*** GIVEN INFORMATION ***

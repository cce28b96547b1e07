use crate::common::key::PhysicalKey;

use std::fmt;

/// Result alias used across the crate.
pub type Result<T, E = Error> = std::result::Result<T, E>;

/// Boxed error returned by a transport implementation.
pub type BoxError = Box<dyn std::error::Error + Send + Sync>;

/// A single field-level validation failure.
#[derive(Clone, Debug, Default, Eq, PartialEq)]
pub struct Issue {
    /// Path of the offending field, outermost segment first. Empty for the whole record.
    pub path: Vec<String>,
    /// Human readable description of the failure.
    pub message: String,
}

impl Issue {
    /// Build an issue for a top-level field.
    pub fn field(name: impl Into<String>, message: impl Into<String>) -> Self {
        Self {
            path: vec![name.into()],
            message: message.into(),
        }
    }
}

/// Structured error produced by a [`Schema`](crate::entity::Schema).
///
/// The issue list is surfaced verbatim through [`Error::Validation`].
#[derive(Clone, Debug, Default, Eq, PartialEq)]
pub struct ValidationError {
    /// Every failure found in the candidate record.
    pub issues: Vec<Issue>,
}

impl ValidationError {
    /// Validation error with a single issue.
    pub fn single(issue: Issue) -> Self {
        Self {
            issues: vec![issue],
        }
    }
}

impl fmt::Display for ValidationError {
    fn fmt(&self, f: &mut fmt::Formatter<'_>) -> fmt::Result {
        let messages: Vec<_> = self
            .issues
            .iter()
            .map(|issue| {
                if issue.path.is_empty() {
                    issue.message.clone()
                } else {
                    format!("{}: {}", issue.path.join("."), issue.message)
                }
            })
            .collect();
        f.write_str(&messages.join("; "))
    }
}

impl std::error::Error for ValidationError {}

/// Errors surfaced by the store façade and the entity layer.
#[derive(Debug, thiserror::Error)]
pub enum Error {
    /// An update or entity read targeted a key with no stored record.
    #[error("no record found for {key}")]
    NotFound {
        /// The physical key that was looked up.
        key: PhysicalKey,
    },
    /// The candidate record violates the entity schema.
    #[error("validation failed: {0}")]
    Validation(#[from] ValidationError),
    /// The precondition of a single conditional write did not hold.
    #[error("conflicting write: {0}")]
    Conflict(String),
    /// At least one item of a transaction failed its precondition; nothing was applied.
    #[error("transaction aborted: {}", .reasons.join(", "))]
    TransactionAborted {
        /// Cancellation reason per transaction item, in request order.
        reasons: Vec<String>,
    },
    /// The key strategy cannot rebuild a physical key from an identifier alone.
    #[error("{strategy} keys cannot be derived from an id alone")]
    UnsupportedReverseMapping {
        /// Name of the key strategy.
        strategy: &'static str,
    },
    /// The requested capability was not supplied.
    #[error("not implemented: {0}")]
    NotImplemented(&'static str),
    /// The filter tree is malformed.
    #[error("invalid expression: {node}")]
    InvalidExpression {
        /// Rendering of the offending node.
        node: String,
    },
    /// A physical key component is empty.
    #[error("invalid key: {0}")]
    InvalidKey(String),
    /// A record lacks a field the key strategy needs.
    #[error("record is missing key attribute `{0}`")]
    MissingKeyAttribute(String),
    /// A pagination cursor could not be decoded.
    #[error("invalid cursor: {0}")]
    InvalidCursor(String),
    /// Conversion between records and store attribute values failed.
    #[error(transparent)]
    Serialization(#[from] serde_dynamo::Error),
    /// The underlying store transport failed.
    #[error("transport failure: {0}")]
    Transport(#[source] BoxError),
}

impl Error {
    /// Wrap an arbitrary transport error.
    pub fn transport(error: impl Into<BoxError>) -> Self {
        Self::Transport(error.into())
    }

    pub(crate) fn invalid_expression(node: impl fmt::Debug) -> Self {
        Self::InvalidExpression {
            node: format!("{node:?}"),
        }
    }
}
use crate::{
    common::{self, Item, Record, condition::Filter, key::PhysicalKey},
    error::{Error, Result},
    write,
};

/// Maximum number of items in one transaction.
pub const MAX_TRANSACTION_ITEMS: usize = 100;

/// One item of an all-or-nothing transaction.
#[derive(Clone, Debug, PartialEq)]
pub enum TransactionItem {
    /// Insert or replace a physical record.
    Put {
        /// Record carrying both key attributes.
        record: Record,
        /// Optional precondition.
        condition: Option<Filter>,
    },
    /// Replace individual attributes; see [`UpdateItem`](write::update_item::UpdateItem).
    Update {
        /// Target key.
        key: PhysicalKey,
        /// Attributes to replace.
        updates: Record,
        /// Optional precondition.
        condition: Option<Filter>,
    },
    /// Delete a key.
    Delete {
        /// Target key.
        key: PhysicalKey,
        /// Optional precondition.
        condition: Option<Filter>,
    },
    /// Assert a precondition on a key without writing it.
    ConditionCheck {
        /// Target key.
        key: PhysicalKey,
        /// Precondition.
        condition: Filter,
    },
}

/// Compiled transaction item.
#[derive(Clone, Debug, PartialEq)]
pub enum TransactWriteInput {
    /// Compiled put.
    Put(write::put_item::PutItemInput),
    /// Compiled update.
    Update(write::update_item::UpdateItemInput),
    /// Compiled delete.
    Delete(write::delete_item::DeleteItemInput),
    /// Compiled condition check; `write_input.condition_expression` is always set.
    ConditionCheck {
        /// Target key.
        key: Item,
        /// Condition and its substitution tables.
        write_input: write::common::WriteInput,
    },
}

/// Compiled transaction.
#[derive(Clone, Debug, Default, PartialEq)]
pub struct TransactWriteItemsInput {
    /// Items in request order.
    pub items: Vec<TransactWriteInput>,
}

/// Transactional write of several items against one table.
#[derive(Clone, Debug, Default, PartialEq)]
pub struct TransactWriteItems {
    /// Items in request order.
    pub items: Vec<TransactionItem>,
    /// The name of the table to write to.
    pub table_name: String,
}

impl TryFrom<TransactWriteItems> for TransactWriteItemsInput {
    type Error = Error;

    fn try_from(transact_write_items: TransactWriteItems) -> Result<Self> {
        if transact_write_items.items.len() > MAX_TRANSACTION_ITEMS {
            return Err(Error::InvalidExpression {
                node: format!(
                    "transaction of {} items exceeds {MAX_TRANSACTION_ITEMS}",
                    transact_write_items.items.len()
                ),
            });
        }
        let table_name = transact_write_items.table_name;
        let write_args = |condition| write::common::WriteArgs {
            condition,
            table_name: table_name.clone(),
        };
        let mut items = Vec::with_capacity(transact_write_items.items.len());
        for item in transact_write_items.items {
            let item = match item {
                TransactionItem::Put { record, condition } => {
                    let put_item = write::put_item::PutItem {
                        record,
                        write_args: write_args(condition),
                    };
                    TransactWriteInput::Put(put_item.try_into()?)
                }
                TransactionItem::Update {
                    key,
                    updates,
                    condition,
                } => {
                    let update_item = write::update_item::UpdateItem {
                        key,
                        updates,
                        write_args: write_args(condition),
                    };
                    TransactWriteInput::Update(update_item.try_into()?)
                }
                TransactionItem::Delete { key, condition } => {
                    let delete_item = write::delete_item::DeleteItem {
                        key,
                        write_args: write_args(condition),
                    };
                    TransactWriteInput::Delete(delete_item.try_into()?)
                }
                TransactionItem::ConditionCheck { key, condition } => {
                    let write_input =
                        write_args(Some(condition)).compile(&mut common::Placeholders::new())?;
                    TransactWriteInput::ConditionCheck {
                        key: (&key).into(),
                        write_input,
                    }
                }
            };
            items.push(item);
        }
        Ok(Self { items })
    }
}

***

ABOUT THIS EXERCISE —
Copy down every line of the entries containing the word "messages".

EXERCISE RESPONSE —
        let messages: Vec<_> = self
        f.write_str(&messages.join("; "))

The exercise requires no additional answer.